For what little it revealed, the word “trailer” was an act of pure generosity – and yet survival horror fans couldn’t stop talking about inSANE at the 2010 Spike VGA’s.
Film director Guillermo Del Toro – famed for movies such as Pan’s Labyrinth and Hellboy, as well as his penchant for conveying mature themes within fantasy story settings – took the stage to introduce the project as a trilogy collaboration with THQ and developer Volition, and the 30-second clip consisting solely of eerie screeches, frightful moans, and a woman staring dangerously close at a nail end had us eager for more information as the first game neared its proposed 2013 release date.
Unfortunately, the creepy cryptic teaser is all we might ever see. THQ announced Monday that it has cancelled the inSANE trilogy, following an earnings report that posted a quarterly profit but also saw the firm suffer a decrease in revenue. Rights to the title were returned to Guillermo Del Toro – he’s free to seek out another company to make the game – as THQ recommitted itself to frugal spending.
inSANE’s future looked increasingly ominous as new information failed to follow its VGA debut, and indeed THQ says that it never even left pre-production (meaning one consolation, according to the publisher, is that no one lost their jobs. Well, no one except Del Toro, anyway). But while the stagnant progress certainly doesn’t bode well for the game’s design (which Del Toro described “Lovecraftian” – after the early 20th Century fantasy/horror writer H.P. Lovecraft), inSANE almost never had a chance under THQ.

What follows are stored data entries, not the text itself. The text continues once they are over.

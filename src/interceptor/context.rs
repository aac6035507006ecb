use indexmap::IndexMap;
use std::sync::Arc;

use super::http::Request;
use crate::cel::{Activation, Key, Value};
use crate::error::InterceptorError;

pub const BODY: &str = "body";
pub const HEADER: &str = "header";
pub const REQUEST_URL: &str = "requestURL";

/// Headers as a map from canonical name to the list of values.
pub fn header_value(request: &Request) -> Value {
    let map: IndexMap<Key, Value> = request
        .headers
        .iter()
        .map(|(name, values)| {
            let list = values.iter().map(|v| Value::from(v.as_str())).collect::<Vec<_>>();
            (Key::from(name.as_str()), Value::from(list))
        })
        .collect();
    Value::Map(Arc::new(map))
}

/// Decode `payload` as JSON of any shape and bind the three request
/// variables.
pub fn make_eval_context(payload: &[u8], request: &Request) -> Result<Activation, InterceptorError> {
    let body: serde_json::Value =
        serde_json::from_slice(payload).map_err(InterceptorError::MalformedBody)?;
    Ok(Activation::new()
        .with_var(BODY, Value::from_json(body))
        .with_var(HEADER, header_value(request))
        .with_var(REQUEST_URL, request.url.as_str()))
}

#[cfg(test)]
mod tests {
    use super::*;

    #[test]
    fn test_context_binds_request_variables() {
        let request = Request::new("https://example.com/hook?x=1").with_header("x-event", "push");
        let ctx = make_eval_context(br#"{"a":[1,2]}"#, &request).unwrap();

        let body = ctx.get(BODY).unwrap().as_map().unwrap();
        assert_eq!(
            body.get(&Key::from("a")),
            Some(&Value::from(vec![Value::Int(1), Value::Int(2)]))
        );
        assert_eq!(ctx.get(REQUEST_URL), Some(&Value::from("https://example.com/hook?x=1")));

        let header = ctx.get(HEADER).unwrap().as_map().unwrap();
        assert_eq!(
            header.get(&Key::from("X-Event")),
            Some(&Value::from(vec![Value::from("push")]))
        );
    }

    #[test]
    fn test_non_object_bodies_are_addressable() {
        let request = Request::new("/");
        let ctx = make_eval_context(b"[1, 2]", &request).unwrap();
        assert_eq!(ctx.get(BODY).unwrap().as_list().unwrap().len(), 2);
        let ctx = make_eval_context(b"null", &request).unwrap();
        assert_eq!(ctx.get(BODY), Some(&Value::Null));
    }

    #[test]
    fn test_malformed_body() {
        let err = make_eval_context(br#"{"a":"#, &Request::new("/")).unwrap_err();
        assert!(matches!(err, InterceptorError::MalformedBody(_)));
        assert!(err.to_string().starts_with("failed to parse the body as JSON"));
    }
}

The publisher has been ravaged by financial strife in recent years, and in addition management reshuffling (President Danny Bilson was replaced by Naughty Dog’s Jason Rubin in May) several rounds of layoffs and developer restructuring (Homefront developer Kaos Studios was one of several shut down in 2011), and a stock performance that once flirted with a NASDAQ delisting, THQ has adopted a new credos simply to stay alive: Cut costs at all costs.
In January, THQ avowed to become a “more streamlined organization focused only on strongest franchises,” and their conference call Monday made sure to focus the spotlight on the upcoming Darksiders II, and the Saints Row and WWE franchises. The inSANE trilogy’s unknown marketability but audacious concept – Del Toro envisioned massive games and massive scale – had essentially combined into the THQ antithesis.
However, with Guillermo Del Toro still retaining the rights to inSANE, it raises the perfectly lucid question: Is this truly the end of the line? For one, Del Toro has a busy schedule ahead in the film industry; he’s slated to direct two feature films in 2013 and 2014: Pacific Rim and Pinocchio, respectively. And even when inSANE made its 2010 debut, the director confided that the broader-horizoned THQ was the only publisher willing to collaborate on the project.
That said, the looming next generation will be full of potential new avenues. New consoles, new functionalities, new economic outlooks: who knows where inSANE might find a road to production? Del Toro was outed as an avid fan of gaming when he initiated the project, and survival horror would hardly be averse to finding a brand new champion.